# M3 badge



## schreck (Jul 29, 2004)

Sorry, this may seem like a really stupid question but I was wondering if anybody had debaged their M3 and did not want their badge anymore cause I think it'd be hilarious to put an M3 badge on my Ford Contour. It would be a joke and I wouldn't do it seriously to try to make it look like I had an M3, half the kids at my high school don't even know what an M3 is. So, please let me know and I apologize if this was a stupid thread. 

Alex


----------



## flashinthepan (Jul 25, 2003)

schreck said:


> Sorry, this may seem like a really stupid question but I was wondering if anybody had debaged their M3 and did not want their badge anymore cause I think it'd be hilarious to put an M3 badge on my Ford Contour. It would be a joke and I wouldn't do it seriously to try to make it look like I had an M3, half the kids at my high school don't even know what an M3 is. So, please let me know and I apologize if this was a stupid thread.
> 
> Alex


I would think you may be able to just order one at the dealer ?? cant be that much ??
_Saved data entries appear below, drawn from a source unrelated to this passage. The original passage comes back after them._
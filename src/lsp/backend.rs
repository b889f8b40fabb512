//! LSP (Language Server Protocol) backend for KPL and Blitz assembly

use std::collections::HashMap;
use std::path::{Path, PathBuf};
use std::sync::Arc;
use tokio::sync::RwLock;

use tower_lsp::jsonrpc::Result;
use tower_lsp::lsp_types::*;
use tower_lsp::{Client, LanguageServer};

use kpl_syntax::blitz::{BlitzParser, BlitzToken};
use kpl_syntax::diagnostics;
use kpl_syntax::lexer::Token;
use kpl_syntax::parser;

use crate::format::format_edits;
use crate::lsp::completion::{blitz_completions, kpl_completions};
use crate::lsp::diagnostics::{from_position, to_lsp_diagnostic, to_range};
use crate::lsp::hover::{HoverInfo, blitz_hover, kpl_hover};
use crate::workspace::{SourceLanguage, Workspace, WorkspaceConfig};

/// Per-language results kept for hover
#[derive(Debug)]
pub enum Analysis {
    Kpl { tokens: Vec<Token> },
    /// The parser holds the symbol table of this document.
    Blitz { tokens: Vec<BlitzToken>, parser: BlitzParser },
}

/// Document state stored by the LSP
#[derive(Debug)]
pub struct DocumentState {
    pub source: String,
    pub version: i32,
    pub language: SourceLanguage,
    pub analysis: Analysis,
}

/// Pick a language from the URI's extension, falling back to the client's language id.
pub fn language_for(uri: &Url, language_id: Option<&str>) -> Option<SourceLanguage> {
    SourceLanguage::from_path(Path::new(uri.path())).or(match language_id {
        Some("kpl") => Some(SourceLanguage::Kpl),
        Some("blitz") | Some("blitz-asm") => Some(SourceLanguage::Blitz),
        _ => None,
    })
}

/// Run the language's pipeline over one document.
pub fn analyze(source: &str, language: SourceLanguage) -> (Analysis, Vec<diagnostics::Diagnostic>) {
    match language {
        SourceLanguage::Kpl => {
            let outcome = parser::parse_source(source);
            (Analysis::Kpl { tokens: outcome.tokens }, outcome.diagnostics)
        }
        SourceLanguage::Blitz => {
            let mut parser = BlitzParser::new();
            let result = parser.parse_text(source);
            (
                Analysis::Blitz {
                    tokens: result.tokens,
                    parser,
                },
                result.diagnostics,
            )
        }
    }
}

/// Hover for a document at an LSP position.
pub fn hover_at(doc: &DocumentState, position: Position) -> Option<HoverInfo> {
    let (line, column) = from_position(position);
    match &doc.analysis {
        Analysis::Kpl { tokens } => kpl_hover(tokens, line, column),
        Analysis::Blitz { tokens, parser } => blitz_hover(tokens, parser.symbols(), line, column),
    }
}

/// Whole-line replacements that format a Blitz document.
pub fn formatting_edits(source: &str) -> Vec<TextEdit> {
    format_edits(source)
        .into_iter()
        .map(|edit| {
            let line = edit.line as u32;
            let end = edit.original.chars().count() as u32;
            TextEdit {
                range: Range::new(Position::new(line, 0), Position::new(line, end)),
                new_text: edit.replacement,
            }
        })
        .collect()
}

/// KPL / Blitz Language Server
pub struct KplLanguageServer {
    client: Client,
    documents: Arc<RwLock<HashMap<Url, DocumentState>>>,
    workspace: Arc<RwLock<Option<Workspace>>>,
}

impl KplLanguageServer {
    pub fn new(client: Client) -> Self {
        Self {
            client,
            documents: Arc::new(RwLock::new(HashMap::new())),
            workspace: Arc::new(RwLock::new(None)),
        }
    }

    /// Analyze a document, store it, and publish diagnostics
    async fn analyze_document(&self, uri: &Url, source: String, version: i32, language: SourceLanguage) {
        let (analysis, diags) = analyze(&source, language);
        tracing::debug!(uri = %uri, diagnostics = diags.len(), "analyzed document");
        let lsp_diags: Vec<Diagnostic> = diags.iter().map(to_lsp_diagnostic).collect();

        if let Ok(path) = uri.to_file_path() {
            if let Some(workspace) = self.workspace.write().await.as_mut() {
                workspace.update_file(path, source.clone());
            }
        }

        {
            let mut docs = self.documents.write().await;
            docs.insert(
                uri.clone(),
                DocumentState {
                    source,
                    version,
                    language,
                    analysis,
                },
            );
        }

        // Publish even if empty, to clear old ones
        self.client
            .publish_diagnostics(uri.clone(), lsp_diags, Some(version))
            .await;
    }

    async fn index_workspace(&self) {
        let mut guard = self.workspace.write().await;
        let Some(workspace) = guard.as_mut() else {
            return;
        };
        match workspace.refresh() {
            Ok(count) => {
                self.client
                    .log_message(MessageType::INFO, format!("Indexed {count} KPL/Blitz source file(s)"))
                    .await;
            }
            Err(e) => {
                tracing::warn!(error = %e, "workspace indexing failed");
                self.client
                    .log_message(MessageType::WARNING, format!("Workspace indexing failed: {e}"))
                    .await;
            }
        }
    }
}

fn root_path(params: &InitializeParams) -> Option<PathBuf> {
    params
        .workspace_folders
        .as_ref()
        .and_then(|folders| folders.first())
        .and_then(|folder| folder.uri.to_file_path().ok())
        .or_else(|| params.root_uri.as_ref().and_then(|uri| uri.to_file_path().ok()))
}

#[tower_lsp::async_trait]
impl LanguageServer for KplLanguageServer {
    async fn initialize(&self, params: InitializeParams) -> Result<InitializeResult> {
        if let Some(root) = root_path(&params) {
            tracing::info!(root = %root.display(), "workspace root");
            *self.workspace.write().await = Some(Workspace::new(WorkspaceConfig::new(root)));
        }

        Ok(InitializeResult {
            capabilities: ServerCapabilities {
                text_document_sync: Some(TextDocumentSyncCapability::Options(TextDocumentSyncOptions {
                    open_close: Some(true),
                    change: Some(TextDocumentSyncKind::FULL),
                    save: Some(TextDocumentSyncSaveOptions::Supported(true)),
                    ..Default::default()
                })),
                hover_provider: Some(HoverProviderCapability::Simple(true)),
                completion_provider: Some(CompletionOptions {
                    trigger_characters: Some(vec![".".to_string()]),
                    ..Default::default()
                }),
                document_formatting_provider: Some(OneOf::Left(true)),
                ..Default::default()
            },
            server_info: Some(ServerInfo {
                name: "kpl-lsp".to_string(),
                version: Some(env!("CARGO_PKG_VERSION").to_string()),
            }),
        })
    }

    async fn initialized(&self, _: InitializedParams) {
        self.client
            .log_message(MessageType::INFO, "KPL language server initialized")
            .await;
        self.index_workspace().await;
    }

    async fn shutdown(&self) -> Result<()> {
        Ok(())
    }

    async fn did_open(&self, params: DidOpenTextDocumentParams) {
        let doc = params.text_document;
        let Some(language) = language_for(&doc.uri, Some(&doc.language_id)) else {
            tracing::debug!(uri = %doc.uri, language = %doc.language_id, "ignoring document");
            return;
        };
        self.analyze_document(&doc.uri, doc.text, doc.version, language).await;
    }

    async fn did_change(&self, params: DidChangeTextDocumentParams) {
        let uri = params.text_document.uri;
        let version = params.text_document.version;

        let known = self.documents.read().await.get(&uri).map(|d| d.language);
        let Some(language) = known.or_else(|| language_for(&uri, None)) else {
            return;
        };

        // FULL sync: the single change holds the whole document
        if let Some(change) = params.content_changes.into_iter().next() {
            self.analyze_document(&uri, change.text, version, language).await;
        }
    }

    async fn did_save(&self, _: DidSaveTextDocumentParams) {
        self.index_workspace().await;
    }

    async fn did_close(&self, params: DidCloseTextDocumentParams) {
        let uri = params.text_document.uri;

        let mut docs = self.documents.write().await;
        docs.remove(&uri);

        self.client.publish_diagnostics(uri, vec![], None).await;
    }

    async fn hover(&self, params: HoverParams) -> Result<Option<Hover>> {
        let uri = &params.text_document_position_params.text_document.uri;
        let position = params.text_document_position_params.position;

        let docs = self.documents.read().await;
        let Some(doc) = docs.get(uri) else {
            return Ok(None);
        };

        Ok(hover_at(doc, position).map(|info| Hover {
            contents: HoverContents::Markup(MarkupContent {
                kind: MarkupKind::Markdown,
                value: info.markdown,
            }),
            range: Some(to_range(info.line, info.column, info.length)),
        }))
    }

    async fn completion(&self, params: CompletionParams) -> Result<Option<CompletionResponse>> {
        let uri = &params.text_document_position.text_document.uri;

        let docs = self.documents.read().await;
        let language = docs.get(uri).map(|d| d.language).or_else(|| language_for(uri, None));

        let items = match language {
            Some(SourceLanguage::Kpl) => kpl_completions(),
            Some(SourceLanguage::Blitz) => blitz_completions(),
            None => return Ok(None),
        };
        Ok(Some(CompletionResponse::Array(items)))
    }

    async fn formatting(&self, params: DocumentFormattingParams) -> Result<Option<Vec<TextEdit>>> {
        let docs = self.documents.read().await;
        let Some(doc) = docs.get(&params.text_document.uri) else {
            return Ok(None);
        };
        if doc.language != SourceLanguage::Blitz {
            return Ok(None);
        }
        tracing::debug!(version = doc.version, "formatting document");
        Ok(Some(formatting_edits(&doc.source)))
    }
}

#[cfg(test)]
mod tests {
    use super::*;

    fn url(path: &str) -> Url {
        Url::parse(&format!("file:///project/{path}")).unwrap()
    }

    #[test]
    fn test_language_for_extension_and_id() {
        assert_eq!(language_for(&url("Main.k"), None), Some(SourceLanguage::Kpl));
        assert_eq!(language_for(&url("Boot.s"), Some("kpl")), Some(SourceLanguage::Blitz));
        assert_eq!(language_for(&url("scratch"), Some("blitz-asm")), Some(SourceLanguage::Blitz));
        assert_eq!(language_for(&url("notes.md"), Some("markdown")), None);
    }

    #[test]
    fn test_analyze_kpl_reports_parse_errors() {
        let (analysis, diags) = analyze("code Main\n", SourceLanguage::Kpl);
        assert!(matches!(analysis, Analysis::Kpl { .. }));
        assert!(diags.iter().any(|d| d.is_error()));

        let (_, diags) = analyze("code Main\nendCode\n", SourceLanguage::Kpl);
        assert!(diags.is_empty());
    }

    #[test]
    fn test_analyze_blitz_keeps_symbols_for_hover() {
        let source = "Start:\n\tcall Start\n".to_string();
        let (analysis, diags) = analyze(&source, SourceLanguage::Blitz);
        assert!(diags.is_empty());
        let doc = DocumentState {
            source,
            version: 1,
            language: SourceLanguage::Blitz,
            analysis,
        };
        let info = hover_at(&doc, Position::new(1, 7)).unwrap();
        assert!(info.markdown.contains("**Label**"));
        assert_eq!((info.line, info.column), (2, 7));
    }

    #[test]
    fn test_formatting_edits_replace_whole_lines() {
        let edits = formatting_edits("\tnop\nL: ret\n");
        assert_eq!(edits.len(), 1);
        assert_eq!(edits[0].range, Range::new(Position::new(1, 0), Position::new(1, 6)));
        assert_eq!(edits[0].new_text, "L:\n\tret");
    }
}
I saw a VW Bug with a Chevy "SS" "396" badge, I thought it was funny


----------



## flybigjet (Feb 20, 2004)

They're all over eBay. Do a search under e46 M3. Usually $12-20. R.


----------



## webguy330i (Jan 9, 2002)

flashinthepan said:


> I would think you may be able to just order one at the dealer ?? cant be that much ??
> 
> I saw a VW Bug with a Chevy "SS" "396" badge, I thought it was funny


 But the question is, did it have a 396 in it??? =)


----------



## flashinthepan (Jul 25, 2003)

webguy330i said:


> But the question is, did it have a 396 in it??? =)


 :rofl: 

Nope, sadly it was still a lawmower at heart.


----------



## webguy330i (Jan 9, 2002)

flashinthepan said:


> :rofl:
> 
> Nope, sadly it was still a lawmower at heart.


 Weeeeaaak....


----------